Voici le contenu du mail en question :
LE FESTIVAL D’ANGOULEME FERME SES PORTES…
… AUX EDITIONS DU CANARD !
Scénario d’une bande dessinée qui ne sera jamais publiée
ATTENTION : TOUS LES FAITS ICI MENTIONNES SONT STRICTEMENT REELS !
La scène : quelque part à Lausanne, un journaliste interviewe Juanalberto.
Journaliste :
Monsieur Juanalberto, en tant que personnage principal des albums publiés par Roosevelt, pouvez-vous nous dire : est-ce bien vrai que Les Editions du Canard n’auront pas un stand au festival d’Angoulême en 2012 ?
Juanalberto :
Oui.
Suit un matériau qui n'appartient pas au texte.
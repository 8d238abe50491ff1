//! Error type for `wasm-gas-meter`.
//!
//! Mirrors `wrt-error`'s category + numeric code + message shape, scoped
//! down to a single `std`-only tier (see `SPEC_FULL.md` §5.1 for why the
//! teacher's `no_std`/ASIL matrix is not carried forward here).

use std::fmt;

use crate::codes;

/// Coarse classification of an [`Error`], matching the three error kinds
/// spec.md §7 names.
#[derive(Debug, Clone, Copy, PartialEq, Eq)]
pub enum ErrorCategory {
    /// Malformed input encountered while parsing a binary module.
    Decode,
    /// A precondition of the metering transform was violated.
    Transform,
    /// The module representation could not be re-emitted as bytes.
    Encode,
}

impl fmt::Display for ErrorCategory {
    fn fmt(&self, f: &mut fmt::Formatter<'_>) -> fmt::Result {
        let s = match self {
            Self::Decode => "decode",
            Self::Transform => "transform",
            Self::Encode => "encode",
        };
        f.write_str(s)
    }
}

/// The error type returned by every fallible operation in this crate.
#[derive(Debug, Clone, PartialEq, Eq)]
pub struct Error {
    /// Which subsystem raised the error.
    pub category: ErrorCategory,
    /// A numeric code from [`crate::codes`], stable across crate versions.
    pub code: u16,
    /// A human-readable description of what went wrong.
    pub message: String,
}

impl Error {
    /// Build an error in the given category.
    pub fn new(category: ErrorCategory, code: u16, message: impl Into<String>) -> Self {
        Self { category, code, message: message.into() }
    }

    /// A malformed-binary error (spec.md §7 `DecodeError`).
    pub fn decode(code: u16, message: impl Into<String>) -> Self {
        Self::new(ErrorCategory::Decode, code, message)
    }

    /// The configured meter import already exists (spec.md §7
    /// `ErrImportMeterFunc`).
    pub fn duplicate_meter_import(module_str: &str, field_str: &str) -> Self {
        Self::new(
            ErrorCategory::Transform,
            codes::DUPLICATE_METER_IMPORT,
            format!("module already imports a function named ({module_str}, {field_str})"),
        )
    }

    /// The module representation cannot be re-emitted (spec.md §7
    /// `EncodeError`).
    pub fn encode(code: u16, message: impl Into<String>) -> Self {
        Self::new(ErrorCategory::Encode, code, message)
    }
}

impl fmt::Display for Error {
    fn fmt(&self, f: &mut fmt::Formatter<'_>) -> fmt::Result {
        write!(f, "{} error [{}]: {}", self.category, self.code, self.message)
    }
}

impl std::error::Error for Error {}

/// The crate-wide result alias.
pub type Result<T> = core::result::Result<T, Error>;
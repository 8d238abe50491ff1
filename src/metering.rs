//! The gas-metering transform (spec.md §4.6–§4.7).
//!
//! Grounded on `examples/original_source/metering.go` (`MeterWASM`,
//! `newMetring`, `meterJSON`, `meterCodeEntry`) for the step ordering and
//! segmentation algorithm, and `wrt-format/src/module.rs`'s in-place
//! mutating-pass style for how the transform walks `Module`.

use crate::codes;
use crate::cost::{self, CostValue};
use crate::error::{Error, ErrorCategory, Result};
use crate::module::*;
use crate::tables::{ExternalKind, LangType, SectionId};
use crate::text;

/// The counter's numeric type (spec.md §4.6's `meter_type`).
#[derive(Debug, Clone, Copy, PartialEq, Eq, Default)]
pub enum MeterType {
    I32,
    #[default]
    I64,
    F32,
    F64,
}

impl MeterType {
    fn lang_type(self) -> LangType {
        match self {
            Self::I32 => LangType::I32,
            Self::I64 => LangType::I64,
            Self::F32 => LangType::F32,
            Self::F64 => LangType::F64,
        }
    }

    fn name(self) -> &'static str {
        self.lang_type().name()
    }
}

/// Parameters of the metering transform (spec.md §6.3).
#[derive(Debug, Clone)]
pub struct Options {
    /// A tree of named cost weights; see spec.md §6.4.
    pub cost_table: CostValue,
    /// Import module name for the meter function. Default `"metering"`.
    pub module_str: String,
    /// Import field name for the meter function. Default `"usegas"`.
    pub field_str: String,
    /// Numeric type of the gas counter. Default `i64`.
    pub meter_type: MeterType,
}

impl Default for Options {
    fn default() -> Self {
        Self {
            cost_table: CostValue::default(),
            module_str: "metering".to_string(),
            field_str: "usegas".to_string(),
            meter_type: MeterType::default(),
        }
    }
}

/// The branch-op set that terminates a metering segment (spec.md §4.7).
/// `block` is deliberately excluded.
fn is_branch_op(name: &str) -> bool {
    matches!(
        name,
        "br" | "br_if" | "br_table" | "if" | "else" | "end" | "loop" | "return" | "grow_memory"
    )
}

/// Apply the metering transform to `module` in place (spec.md §4.6).
pub fn transform(module: &mut Module, options: &Options) -> Result<()> {
    let type_idx = ensure_list_section(module, SectionId::Type);
    let import_idx = ensure_list_section(module, SectionId::Import);

    let meter_type_index = {
        let Section::Type(types) = &mut module.sections[type_idx] else {
            unreachable!("ensure_list_section(Type) always yields Section::Type")
        };
        let index = types.len() as u32;
        types.push(TypeEntry {
            form: LangType::Func,
            params: vec![options.meter_type.lang_type()],
            return_type: None,
        });
        index
    };

    let func_index = {
        let Section::Import(imports) = &module.sections[import_idx] else {
            unreachable!("ensure_list_section(Import) always yields Section::Import")
        };
        imports.iter().filter(|i| i.is_function()).count() as u32
    };

    {
        let Section::Import(imports) = &module.sections[import_idx] else {
            unreachable!("ensure_list_section(Import) always yields Section::Import")
        };
        if imports.iter().any(|i| i.module_str == options.module_str && i.field_str == options.field_str)
        {
            return Err(Error::duplicate_meter_import(&options.module_str, &options.field_str));
        }
    }

    {
        let Section::Import(imports) = &mut module.sections[import_idx] else {
            unreachable!("ensure_list_section(Import) always yields Section::Import")
        };
        imports.push(ImportEntry {
            module_str: options.module_str.clone(),
            field_str: options.field_str.clone(),
            ty: ImportType::Function(meter_type_index),
        });
    }

    #[cfg(feature = "logging")]
    log::debug!("func_index={func_index} meter_type_index={meter_type_index}");

    renumber_function_references(module, func_index);
    meter_code_bodies(module, options, func_index)?;

    Ok(())
}

/// Return the index of the named list-shaped section, inserting an empty
/// one at the lowest index that preserves ascending id order if absent
/// (spec.md §4.6 step 1).
fn ensure_list_section(module: &mut Module, id: SectionId) -> usize {
    if let Some(idx) = module.find_section_index(id) {
        return idx;
    }
    let insert_at = module
        .sections
        .iter()
        .position(|s| matches!(s.id(), Some(other) if other > id))
        .unwrap_or(module.sections.len());
    module.sections.insert(insert_at, empty_list_section(id));
    insert_at
}

fn empty_list_section(id: SectionId) -> Section {
    match id {
        SectionId::Type => Section::Type(Vec::new()),
        SectionId::Import => Section::Import(Vec::new()),
        SectionId::Function => Section::Function(Vec::new()),
        SectionId::Table => Section::Table(Vec::new()),
        SectionId::Memory => Section::Memory(Vec::new()),
        SectionId::Global => Section::Global(Vec::new()),
        SectionId::Export => Section::Export(Vec::new()),
        SectionId::Element => Section::Element(Vec::new()),
        SectionId::Code => Section::Code(Vec::new()),
        SectionId::Data => Section::Data(Vec::new()),
        SectionId::Start | SectionId::Custom => {
            unreachable!("start/custom sections are never auto-inserted")
        }
    }
}

/// Shift every function-index reference `>= func_index` up by one
/// (spec.md §4.6 step 6). `call_indirect`'s type-index immediate is left
/// untouched.
fn renumber_function_references(module: &mut Module, func_index: u32) {
    for section in &mut module.sections {
        match section {
            Section::Export(exports) => {
                for e in exports {
                    if e.kind == ExternalKind::Function && e.index >= func_index {
                        e.index += 1;
                    }
                }
            }
            Section::Element(elements) => {
                for el in elements {
                    for e in &mut el.elements {
                        if *e >= u64::from(func_index) {
                            *e += 1;
                        }
                    }
                }
            }
            Section::Start(start) => {
                if start.index >= func_index {
                    start.index += 1;
                }
            }
            Section::Code(bodies) => {
                for body in bodies {
                    for op in &mut body.code {
                        if let Some(target) = op.call_target() {
                            if target >= func_index {
                                op.set_call_target(target + 1);
                            }
                        }
                    }
                }
            }
            _ => {}
        }
    }
}

fn section_clone<T: Clone>(
    module: &Module,
    id: SectionId,
    project: impl Fn(&Section) -> Option<&Vec<T>>,
) -> Vec<T> {
    module
        .find_section_index(id)
        .and_then(|i| project(&module.sections[i]))
        .cloned()
        .unwrap_or_default()
}

/// Meter every code body (spec.md §4.7).
fn meter_code_bodies(module: &mut Module, options: &Options, func_index: u32) -> Result<()> {
    let functions: Vec<u32> =
        section_clone(module, SectionId::Function, |s| match s {
            Section::Function(v) => Some(v),
            _ => None,
        });
    let types: Vec<TypeEntry> = section_clone(module, SectionId::Type, |s| match s {
        Section::Type(v) => Some(v),
        _ => None,
    });

    let Some(code_idx) = module.find_section_index(SectionId::Code) else { return Ok(()) };

    let empty = CostValue::default();
    let code_table = options.cost_table.field("code").unwrap_or(&empty).clone();
    let type_table = options.cost_table.field("type").unwrap_or(&empty).clone();
    let locals_table = options.cost_table.field("locals").unwrap_or(&empty).clone();

    let meter_cost: u64 = metering_statement(0, 0, options.meter_type)?
        .iter()
        .map(|op| cost::get_cost(&op.name, &code_table))
        .sum();

    let Section::Code(bodies) = &mut module.sections[code_idx] else {
        unreachable!("code_idx was found via find_section_index(Code)")
    };

    for (i, body) in bodies.iter_mut().enumerate() {
        let type_index = functions.get(i).copied().unwrap_or(0) as usize;
        let type_entry = types.get(type_index).ok_or_else(|| {
            Error::new(
                ErrorCategory::Transform,
                codes::DANGLING_TYPE_INDEX,
                format!("function {i} declares type index {type_index}, which has no type-section entry"),
            )
        })?;
        let base_cost =
            cost::type_cost(type_entry, &type_table) + cost::locals_cost(&body.locals, &locals_table);

        body.code =
            meter_one_body(&body.code, base_cost, meter_cost, func_index, options, &code_table)?;

        #[cfg(feature = "logging")]
        log::debug!("function {i}: base_cost={base_cost} metered_op_count={}", body.code.len());
    }
    Ok(())
}

fn meter_one_body(
    code: &[Op],
    base_cost: u64,
    meter_cost: u64,
    meter_idx: u32,
    options: &Options,
    code_table: &CostValue,
) -> Result<Vec<Op>> {
    let mut out = Vec::new();
    let mut idx = 0;
    let mut first_segment = true;

    while idx < code.len() {
        let mut segment_cost = if first_segment { base_cost } else { 0 };
        first_segment = false;
        let seg_start = idx;

        loop {
            segment_cost += cost::get_cost(&code[idx].name, code_table);
            let branch = is_branch_op(&code[idx].name);
            idx += 1;
            if branch || idx == code.len() {
                break;
            }
        }

        if segment_cost != 0 {
            out.extend(metering_statement(segment_cost + meter_cost, meter_idx, options.meter_type)?);
        }
        out.extend_from_slice(&code[seg_start..idx]);
    }

    Ok(out)
}

/// Synthesize the metering prelude: `"<meter_type>.const <cost> call
/// <meter_idx>"`, parsed by the text mini-parser (spec.md §4.7).
fn metering_statement(cost: u64, meter_idx: u32, meter_type: MeterType) -> Result<Vec<Op>> {
    text::text_to_ops(&format!("{}.const {cost} call {meter_idx}", meter_type.name()))
}

#[cfg(test)]
mod tests {
    use super::*;
    use crate::decoder::decode;
    use crate::encoder::encode;
    use std::collections::HashMap;

    fn flat_code_table(pairs: &[(&str, u64)]) -> CostValue {
        let mut code = HashMap::new();
        for (k, v) in pairs {
            code.insert((*k).to_string(), CostValue::Flat(*v));
        }
        let mut root = HashMap::new();
        root.insert("code".to_string(), CostValue::Table(code));
        CostValue::Table(root)
    }

    #[test]
    fn zero_cost_table_inserts_no_prelude() {
        let bytes = wat::parse_str(
            r#"(module (func (export "f") (result i32) i32.const 1))"#,
        )
        .unwrap();
        let mut module = decode(&bytes).unwrap();
        let options = Options { cost_table: CostValue::default(), ..Options::default() };
        transform(&mut module, &options).unwrap();

        let Section::Code(bodies) =
            module.sections.iter().find(|s| s.id() == Some(SectionId::Code)).unwrap()
        else {
            panic!("expected code section")
        };
        assert!(!bodies[0].code.iter().any(|op| op.name == "call"));
    }

    #[test]
    fn default_cost_inserts_expected_prelude() {
        let bytes =
            wat::parse_str(r#"(module (func (export "f") (param i32) local.get 0 drop))"#)
                .unwrap();
        let mut module = decode(&bytes).unwrap();
        let options = Options { cost_table: flat_code_table(&[("DEFAULT", 1)]), ..Options::default() };
        transform(&mut module, &options).unwrap();

        let Section::Import(imports) =
            module.sections.iter().find(|s| s.id() == Some(SectionId::Import)).unwrap()
        else {
            panic!("expected import section")
        };
        let meter_idx = (imports.len() - 1) as u32;

        let Section::Code(bodies) =
            module.sections.iter().find(|s| s.id() == Some(SectionId::Code)).unwrap()
        else {
            panic!("expected code section")
        };
        let code = &bodies[0].code;
        assert_eq!(code[0].name, "const");
        assert_eq!(code[0].return_type, Some(LangType::I64));
        assert_eq!(code[1].name, "call");
        assert_eq!(code[1].call_target(), Some(meter_idx));
    }

    #[test]
    fn duplicate_import_is_rejected() {
        let bytes = wat::parse_str(
            r#"(module (import "metering" "usegas" (func (param i64))))"#,
        )
        .unwrap();
        let mut module = decode(&bytes).unwrap();
        let options = Options::default();
        let err = transform(&mut module, &options).unwrap_err();
        assert_eq!(err.code, crate::codes::DUPLICATE_METER_IMPORT);
    }

    #[test]
    fn dangling_type_index_is_rejected() {
        let bytes = wat::parse_str(r#"(module (func (result i32) i32.const 1))"#).unwrap();
        let mut module = decode(&bytes).unwrap();
        let Section::Function(functions) =
            module.sections.iter_mut().find(|s| s.id() == Some(SectionId::Function)).unwrap()
        else {
            panic!("expected function section")
        };
        functions[0] = 99;

        let options = Options::default();
        let err = transform(&mut module, &options).unwrap_err();
        assert_eq!(err.code, crate::codes::DANGLING_TYPE_INDEX);
    }

    #[test]
    fn renumbers_existing_call_targets() {
        let bytes = wat::parse_str(
            r#"(module
                (import "env" "log" (func $log))
                (func $a (call $log))
                (export "a" (func $a)))"#,
        )
        .unwrap();
        let mut module = decode(&bytes).unwrap();
        let options = Options::default();
        transform(&mut module, &options).unwrap();

        let Section::Export(exports) =
            module.sections.iter().find(|s| s.id() == Some(SectionId::Export)).unwrap()
        else {
            panic!("expected export section")
        };
        // $a was function index 1 (after the one import); now 2 since the
        // meter import was inserted at index 1.
        assert_eq!(exports[0].index, 2);

        let _ = encode(&module).unwrap();
    }
}
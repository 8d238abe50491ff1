//! A deterministic, static binary-to-binary gas-metering transform for
//! WebAssembly MVP modules.
//!
//! Three independent pieces compose into the top-level [`meter_wasm`]
//! driver: [`decoder::decode`] parses a binary module into [`module::Module`],
//! [`metering::transform`] injects gas accounting, and [`encoder::encode`]
//! re-emits the result. Each stage is also exposed individually so callers
//! can inspect or rebuild a module without metering it.
//!
//! Grounded on `wrt-decoder/src/lib.rs`'s crate-doc and feature-gated
//! module layout, and `examples/original_source/metering.go`'s
//! `MeterWASM` for the driver's composition.

pub mod codes;
pub mod cost;
pub mod decoder;
pub mod encoder;
pub mod error;
pub mod leb128;
pub mod metering;
pub mod module;
pub mod tables;
pub mod text;

pub use error::{Error, ErrorCategory, Result};
pub use metering::{MeterType, Options};
pub use module::Module;

/// Decode, meter, and re-encode a WebAssembly MVP binary in one call
/// (spec.md §4.8). `options` defaults to [`Options::default`] when `None`.
pub fn meter_wasm(bytes: &[u8], options: Option<&Options>) -> Result<Vec<u8>> {
    let default_options;
    let options = match options {
        Some(o) => o,
        None => {
            default_options = Options::default();
            &default_options
        }
    };

    #[cfg(feature = "logging")]
    log::debug!("decoding {} bytes of wasm input", bytes.len());

    let mut module = decoder::decode(bytes)?;

    #[cfg(feature = "logging")]
    log::debug!("decoded {} sections, applying metering transform", module.sections.len());

    metering::transform(&mut module, options)?;
    let out = encoder::encode(&module)?;

    #[cfg(feature = "logging")]
    log::debug!("re-encoded {} bytes of metered wasm output", out.len());

    Ok(out)
}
Malgré le fait qu’elles étaient présentes lors des cinq dernières éditions du festival, avec un succès toujours plus grand, et que Roosevelt avait un immense plaisir d’y rencontrer ses lecteurs.
Journaliste :
Comment cela se fait-il ?
Juanalberto :
Quelques mois après avoir envoyé son inscription, et juste après avoir reçu les codes d’accès à ses badges – ce qui peut être considéré comme une confirmation de l’inscription – Roosevelt a reçu le 17 novembre, de Mme Brasseur de la production du festival, un e‑mail lui annonçant qu’il était impossible de lui attribuer un stand pour la prochaine édition. Une lettre de M. Bittard, directeur technique et commercial du festival, l’a confirmé.
Journaliste :
Et quelles raisons ont été invoquées pour ce refus ?
Juanalberto :
Le manque de place, dû notamment à l’arrivée de nouveaux exposants. M. Bittard dit dans sa lettre que « la candidature des Editions du Canard n’a pas été retenue ».
Journaliste :
« Candidature » ?
Juanalberto :
Oui, Les Editions du Canard sont descendues, en quelques lignes, au rang de « candidat » au festival d’Angoulême.
Journaliste :
C’est tout ce que le festival a fourni comme argument ?
Juanalberto :
Oui. Pas un mot n’a été dit sur les critères qui ont été retenus pour décider que Les Editions du Canard devraient céder leur place à « de nouveaux exposants ».
Journaliste :
Et que pensez-vous de cela ?
Juanalberto :
Je pense que ces critères ne sont sûrement pas la qualité du travail exposé ni l’aspect professionnel des Editions du Canard. Si je devais imaginer quel critère justifierait l’exclusion des Editions du Canard du festival, le seul qui me vient à l’esprit est leur poids. En effet, devant ce refus, un éditeur est en droit de se plaindre. Or, quel ennui peut causer au festival cette petite maison d’édition qui compte pour l’instant un seul auteur, qui n’appartient à aucune association d’éditeurs, qui ne bénéficie pas de soutiens financiers ni politiques de la part de qui que ce soit, et qui est établie si loin, de l’autre côté des Alpes, c’est-à-dire, vu d’Angoulême, à nulle part ?
Journaliste :
C’est vrai que je n’arrive pas à imaginer le festival annoncer la même chose à Delcourt ou à Glénat… A ce propos, certains disent qu’Angoulême est devenu une grosse machine mercantile. Qu’en pensez-vous ?
Juanalberto :
J’avais l’habitude de répondre à ce genre de remarque que c’est vrai que le mercantilisme était présent au festival, mais qu’il y avait de la place pour tout le monde, y compris pour un micro-éditeur indépendant. Mais, grâce à M. Bittard et Mme Brasseur, je me suis débarrassé de ces douces illusions.
Journaliste :
Comment ont réagi vos amis à cette triste nouvelle ?
Juanalberto :
Mon ami Philippe Coudray, le créateur de l’Ours Barnabé (à qui une exposition sera consacrée lors de la prochaine édition du festival d’Angoulême) a trouvé l’exclusion des Editions du Canard simplement inacceptable. Il a même écrit aux directeurs de l’événement, M. Bondoux et M. Mouchart, ainsi qu’à Lewis Trondheim, pour protester contre cette décision, selon lui injustifiable. Pour lui, Les Editions du Canard faisaient partie des bonnes surprises du festival. Un autre de nos amis, qui travaille dans la diffusion, s’est écrié : « Ils n’ont vraiment honte de rien ! »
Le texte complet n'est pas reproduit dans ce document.